(Dataset entries)
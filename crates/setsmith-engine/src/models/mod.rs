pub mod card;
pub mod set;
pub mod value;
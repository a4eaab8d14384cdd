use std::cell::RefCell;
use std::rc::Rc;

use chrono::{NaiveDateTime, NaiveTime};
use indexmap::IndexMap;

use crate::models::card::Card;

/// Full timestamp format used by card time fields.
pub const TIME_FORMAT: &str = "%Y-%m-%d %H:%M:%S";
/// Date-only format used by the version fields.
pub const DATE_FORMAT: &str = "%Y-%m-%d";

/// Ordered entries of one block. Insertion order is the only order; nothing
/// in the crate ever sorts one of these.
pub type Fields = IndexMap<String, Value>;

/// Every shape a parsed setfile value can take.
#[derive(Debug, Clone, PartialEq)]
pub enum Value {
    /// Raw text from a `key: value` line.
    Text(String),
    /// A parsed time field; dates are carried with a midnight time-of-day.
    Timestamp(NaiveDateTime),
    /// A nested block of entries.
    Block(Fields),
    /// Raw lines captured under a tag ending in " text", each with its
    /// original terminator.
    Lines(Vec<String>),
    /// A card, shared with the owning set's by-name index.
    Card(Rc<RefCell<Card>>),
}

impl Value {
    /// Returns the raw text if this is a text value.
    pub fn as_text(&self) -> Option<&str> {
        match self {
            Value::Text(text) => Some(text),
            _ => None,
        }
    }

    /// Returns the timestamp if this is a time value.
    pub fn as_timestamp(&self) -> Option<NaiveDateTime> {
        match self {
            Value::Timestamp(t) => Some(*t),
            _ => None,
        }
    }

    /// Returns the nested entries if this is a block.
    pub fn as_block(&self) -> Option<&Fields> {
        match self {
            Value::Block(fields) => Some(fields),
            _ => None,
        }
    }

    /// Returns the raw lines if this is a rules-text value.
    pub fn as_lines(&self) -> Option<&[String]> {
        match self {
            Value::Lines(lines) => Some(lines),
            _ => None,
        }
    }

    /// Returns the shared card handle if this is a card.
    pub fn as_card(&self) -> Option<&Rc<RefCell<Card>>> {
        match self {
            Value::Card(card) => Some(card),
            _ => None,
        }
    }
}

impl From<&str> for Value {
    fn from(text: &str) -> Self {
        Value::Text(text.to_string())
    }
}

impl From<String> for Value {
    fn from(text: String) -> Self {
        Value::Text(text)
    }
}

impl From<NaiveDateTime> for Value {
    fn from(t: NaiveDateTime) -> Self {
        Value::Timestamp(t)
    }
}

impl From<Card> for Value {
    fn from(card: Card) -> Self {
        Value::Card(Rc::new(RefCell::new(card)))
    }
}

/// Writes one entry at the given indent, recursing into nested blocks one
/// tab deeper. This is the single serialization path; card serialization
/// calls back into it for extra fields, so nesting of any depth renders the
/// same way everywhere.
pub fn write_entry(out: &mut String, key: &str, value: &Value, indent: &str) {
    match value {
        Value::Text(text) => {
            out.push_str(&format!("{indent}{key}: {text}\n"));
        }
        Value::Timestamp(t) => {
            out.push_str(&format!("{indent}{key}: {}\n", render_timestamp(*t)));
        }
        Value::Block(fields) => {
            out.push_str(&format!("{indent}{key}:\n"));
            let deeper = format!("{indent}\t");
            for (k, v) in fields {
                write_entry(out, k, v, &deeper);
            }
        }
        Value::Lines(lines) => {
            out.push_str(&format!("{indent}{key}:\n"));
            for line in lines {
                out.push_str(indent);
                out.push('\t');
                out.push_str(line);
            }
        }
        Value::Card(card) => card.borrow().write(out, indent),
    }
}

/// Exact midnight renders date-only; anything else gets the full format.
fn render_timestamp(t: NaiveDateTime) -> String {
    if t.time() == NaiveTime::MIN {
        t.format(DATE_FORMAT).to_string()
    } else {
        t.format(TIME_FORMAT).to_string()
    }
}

» EXERCISE REQUIREMENTS
Filter the entries down to the lines that include the string "RefCell".

» ANSWER BOX
use std::cell::RefCell;
    Card(Rc<RefCell<Card>>),
    pub fn as_card(&self) -> Option<&Rc<RefCell<Card>>> {
        Value::Card(Rc::new(RefCell::new(card)))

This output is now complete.